*Directions for this task*. Your answer should be the full set of entries, given again without alteration.

*Stored items*.
◇ ◇ ◇
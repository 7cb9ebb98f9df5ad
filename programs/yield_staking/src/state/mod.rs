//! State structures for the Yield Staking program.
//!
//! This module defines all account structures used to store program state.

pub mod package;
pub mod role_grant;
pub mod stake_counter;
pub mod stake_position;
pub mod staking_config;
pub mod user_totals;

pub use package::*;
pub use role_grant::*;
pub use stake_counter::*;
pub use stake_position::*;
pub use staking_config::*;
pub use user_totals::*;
◇ ◇ ◇
*Response*.
repository 7cb9ebb98f9df5ad
filename programs/yield_staking/src/state/mod.rs
//! State structures for the Yield Staking program.
//!
//! This module defines all account structures used to store program state.

pub mod package;
pub mod role_grant;
pub mod stake_counter;
pub mod stake_position;
pub mod staking_config;
pub mod user_totals;

pub use package::*;
pub use role_grant::*;
pub use stake_counter::*;
pub use stake_position::*;
pub use staking_config::*;
pub use user_totals::*;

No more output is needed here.